In the past, everyone has seen an increase in transistor density. In Moore’s Law, device performance continues to improve. This is very true. Until a few years ago, designers began to encounter difficulties. The semiconductor process is becoming smaller and smaller, and it is almost impossible to build such a small new node when it is close to the atomic size. Following this is some new analysis to predict how far we can go along this path. ARM is currently at a breakthrough point. New designs or new IPs under development are incorporating an important factor into this process, namely computing efficiency and performance per watt.

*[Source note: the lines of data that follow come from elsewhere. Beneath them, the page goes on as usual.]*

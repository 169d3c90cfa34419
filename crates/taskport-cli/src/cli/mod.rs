//! Command-line interface definition for taskport.
//!
//! Defined with clap v4 derive macros. Two subcommands:
//!
//! - `taskport export` - replay a build log and write the selected artifacts
//! - `taskport check` - validate a build log without writing anything

use clap::{Args, Parser, Subcommand};
use std::path::PathBuf;

/// taskport - export compiled build tasks to Makefile and Code::Blocks projects
#[derive(Parser, Debug)]
#[command(
    name = "taskport",
    version,
    about = "Export compiled build tasks to Makefile and Code::Blocks projects",
    long_about = "taskport converts the C/C++ compile and link commands a build framework\n\
                  already executed - recorded in a JSON build log - into a standalone\n\
                  Makefile and/or Code::Blocks project files that build the same artifacts\n\
                  with the same compiler and linker directives."
)]
pub struct Cli {
    /// Enable verbose logging (debug level)
    #[arg(short, long, global = true)]
    pub verbose: bool,

    /// Suppress all output except errors
    #[arg(short, long, global = true, conflicts_with = "verbose")]
    pub quiet: bool,

    /// Disable colored output
    #[arg(long, global = true)]
    pub no_color: bool,

    /// Subcommand to execute
    #[command(subcommand)]
    pub command: Command,
}

/// Available taskport subcommands
#[derive(Subcommand, Debug)]
pub enum Command {
    /// Export a build log to the selected output formats
    ///
    /// Reads the build log, replays every recorded task through an export
    /// session, and writes the selected artifacts into the project root
    /// (or --out-dir).
    Export(ExportArgs),

    /// Validate a build log without writing anything
    ///
    /// Parses the log, checks the directory layout, and reports how many
    /// tasks are exportable.
    Check(CheckArgs),
}

/// Arguments for the export command
#[derive(Args, Debug)]
pub struct ExportArgs {
    /// Output formats to generate
    ///
    /// Comma-separated list of: makefile, codeblocks, all.
    #[arg(short, long, value_delimiter = ',', value_name = "FORMAT")]
    pub formats: Vec<String>,

    /// Path to the build log written by the host build framework
    #[arg(short, long, default_value = "build-log.json", value_name = "FILE")]
    pub log: PathBuf,

    /// Directory to write artifacts into
    ///
    /// Defaults to the project root recorded in the build log.
    #[arg(long, value_name = "DIR")]
    pub out_dir: Option<PathBuf>,
}

/// Arguments for the check command
#[derive(Args, Debug)]
pub struct CheckArgs {
    /// Path to the build log written by the host build framework
    #[arg(short, long, default_value = "build-log.json", value_name = "FILE")]
    pub log: PathBuf,
}

#[cfg(test)]
mod tests {
    use super::*;

    #[test]
    fn parses_export_with_format_list() {
        let cli = Cli::try_parse_from(["taskport", "export", "--formats", "makefile,codeblocks"])
            .unwrap();
        match cli.command {
            Command::Export(args) => {
                assert_eq!(args.formats, vec!["makefile", "codeblocks"]);
                assert_eq!(args.log, PathBuf::from("build-log.json"));
            }
            other => panic!("expected export, got {other:?}"),
        }
    }

    #[test]
    fn verbose_and_quiet_conflict() {
        assert!(Cli::try_parse_from(["taskport", "-v", "-q", "export"]).is_err());
    }

    #[test]
    fn check_takes_a_log_path() {
        let cli = Cli::try_parse_from(["taskport", "check", "--log", "out/log.json"]).unwrap();
        match cli.command {
            Command::Check(args) => assert_eq!(args.log, PathBuf::from("out/log.json")),
            other => panic!("expected check, got {other:?}"),
        }
    }
}
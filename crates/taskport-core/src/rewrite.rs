//! Path and flag rewriting for captured compile and link commands.
//!
//! Commands are captured relative to the build working directory; the
//! exported artifacts live at the project root. The rewriter relocates the
//! paths embedded in the argv so that a Makefile rule (or an IDE project)
//! run from the project root still finds every file. The rules are fixed:
//! hand-consumed Makefiles depend on them, so they must not drift.

use std::path::Path;

/// Rewrites captured argument vectors into project-root-relative form.
pub struct Rewriter<'a> {
    /// Absolute project root, as a string for prefix matching.
    root: String,
    /// Relative path from the project root to the build directory,
    /// e.g. `build`.
    offset: &'a str,
}

impl<'a> Rewriter<'a> {
    pub fn new(root: &Path, offset: &'a str) -> Self {
        Self {
            root: root.to_string_lossy().into_owned(),
            offset,
        }
    }

    /// Rewrites a compile command.
    ///
    /// Include flags rooted at the project root lose that prefix, arguments
    /// that were relative to the build directory lose their `../` markers,
    /// and object files gain the build-directory offset so the rule can be
    /// run from the project root.
    pub fn compile(&self, argv: &[String]) -> Vec<String> {
        let inc = format!("-I{}", self.root);
        argv.iter()
            .map(|arg| {
                let mut arg = if let Some(rest) = arg.strip_prefix(&inc) {
                    format!("-I{}", rest.trim_start_matches('/'))
                } else {
                    strip_parent_markers(arg).to_owned()
                };
                if arg.ends_with(".o") {
                    arg = format!("{}/{}", self.offset, arg);
                }
                arg
            })
            .collect()
    }

    /// Rewrites a link command.
    ///
    /// Library search paths, import-library flags, and archive/object file
    /// arguments are all relocated with the build-directory offset; the flag
    /// names and the comma structure of `-Wl,--out-implib,<path>` stay
    /// intact, only the embedded path moves.
    pub fn link(&self, argv: &[String]) -> Vec<String> {
        argv.iter()
            .map(|arg| {
                let mut arg = if arg.starts_with("../") {
                    strip_parent_markers(arg).to_owned()
                } else if let Some(rest) = arg.strip_prefix(self.root.as_str()) {
                    rest.trim_start_matches('/').to_owned()
                } else {
                    arg.clone()
                };
                if let Some(rest) = arg.strip_prefix("-L") {
                    arg = format!("-L{}/{}", self.offset, rest);
                } else if arg.starts_with(IMPLIB_FLAG) {
                    // only the path in the third comma field moves
                    let path = arg.split(',').nth(2).unwrap_or_default();
                    arg = format!("{}{}/{}", IMPLIB_FLAG, self.offset, path);
                } else if arg.ends_with(".a") || arg.ends_with(".o") {
                    arg = format!("{}/{}", self.offset, arg);
                }
                arg
            })
            .collect()
    }
}

const IMPLIB_FLAG: &str = "-Wl,--out-implib,";

/// Drops leading `../` markers: the argument was relative to the build
/// directory and is now relative to the project root.
fn strip_parent_markers(mut arg: &str) -> &str {
    while let Some(rest) = arg.strip_prefix("../") {
        arg = rest;
    }
    arg
}

#[cfg(test)]
mod tests {
    use super::*;

    fn argv(args: &[&str]) -> Vec<String> {
        args.iter().map(|s| s.to_string()).collect()
    }

    fn rewriter(root: &'static str, offset: &'static str) -> Rewriter<'static> {
        Rewriter::new(Path::new(root), offset)
    }

    #[test]
    fn include_flag_loses_root_prefix() {
        let rw = rewriter("/build/root", "build");
        let out = rw.compile(&argv(&["gcc", "-c", "-I/build/root/inc", "foo.c", "-o", "foo.o"]));
        assert_eq!(out[2], "-Iinc");
    }

    #[test]
    fn compile_strips_parent_markers_and_relocates_objects() {
        let rw = rewriter("/top", "build");
        let out = rw.compile(&argv(&["gcc", "-c", "../src/foo.c", "-o", "src/foo.o"]));
        assert_eq!(out, argv(&["gcc", "-c", "src/foo.c", "-o", "build/src/foo.o"]));
    }

    #[test]
    fn foreign_include_flags_pass_through() {
        let rw = rewriter("/top", "build");
        let out = rw.compile(&argv(&["-I/usr/include", "-O2", "-Wall"]));
        assert_eq!(out, argv(&["-I/usr/include", "-O2", "-Wall"]));
    }

    #[test]
    fn link_relocates_objects_and_archives() {
        let rw = rewriter("/top", "build");
        let out = rw.link(&argv(&["gcc", "foo.o", "libbar.a", "-o", "hello"]));
        assert_eq!(out, argv(&["gcc", "build/foo.o", "build/libbar.a", "-o", "hello"]));
    }

    #[test]
    fn link_strips_absolute_root_prefix() {
        let rw = rewriter("/top", "build");
        let out = rw.link(&argv(&["/top/wscript-owned", "hello"]));
        assert_eq!(out[0], "wscript-owned");
    }

    #[test]
    fn library_search_path_gains_offset() {
        let rw = rewriter("/top", "build");
        let out = rw.link(&argv(&["-Lsub/lib"]));
        assert_eq!(out, argv(&["-Lbuild/sub/lib"]));
    }

    #[test]
    fn implib_flag_relocates_only_the_path() {
        let rw = rewriter("/top", "build");
        let out = rw.link(&argv(&["-Wl,--out-implib,libfoo.dll.a"]));
        assert_eq!(out, argv(&["-Wl,--out-implib,build/libfoo.dll.a"]));
    }

    #[test]
    fn other_linker_flags_pass_through() {
        let rw = rewriter("/top", "build");
        let out = rw.link(&argv(&["-Wl,-rpath,/opt/lib", "-lm", "-shared"]));
        assert_eq!(out, argv(&["-Wl,-rpath,/opt/lib", "-lm", "-shared"]));
    }

    #[test]
    fn repeated_parent_markers_are_all_stripped() {
        assert_eq!(strip_parent_markers("../../src/a.c"), "src/a.c");
        assert_eq!(strip_parent_markers("src/a.c"), "src/a.c");
    }
}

Performance per watt is a new specification because more modern designs are considering computing efficiency as the main factor for each step of improvement. As designs become larger and more complex, efficiency may decrease. In order to obtain a better design, engineers must target a certain performance point and achieve it with as little power as possible.
Optimize workloads to take advantage of ultra-low-power processing. This can be motivated by means such as TinyML, which focuses on the optimization of machine learning workloads that can run at milliwatt-level power. After the performance per watt becomes the new specification, the product roadmap can be guided to extract more and more performance from the power range.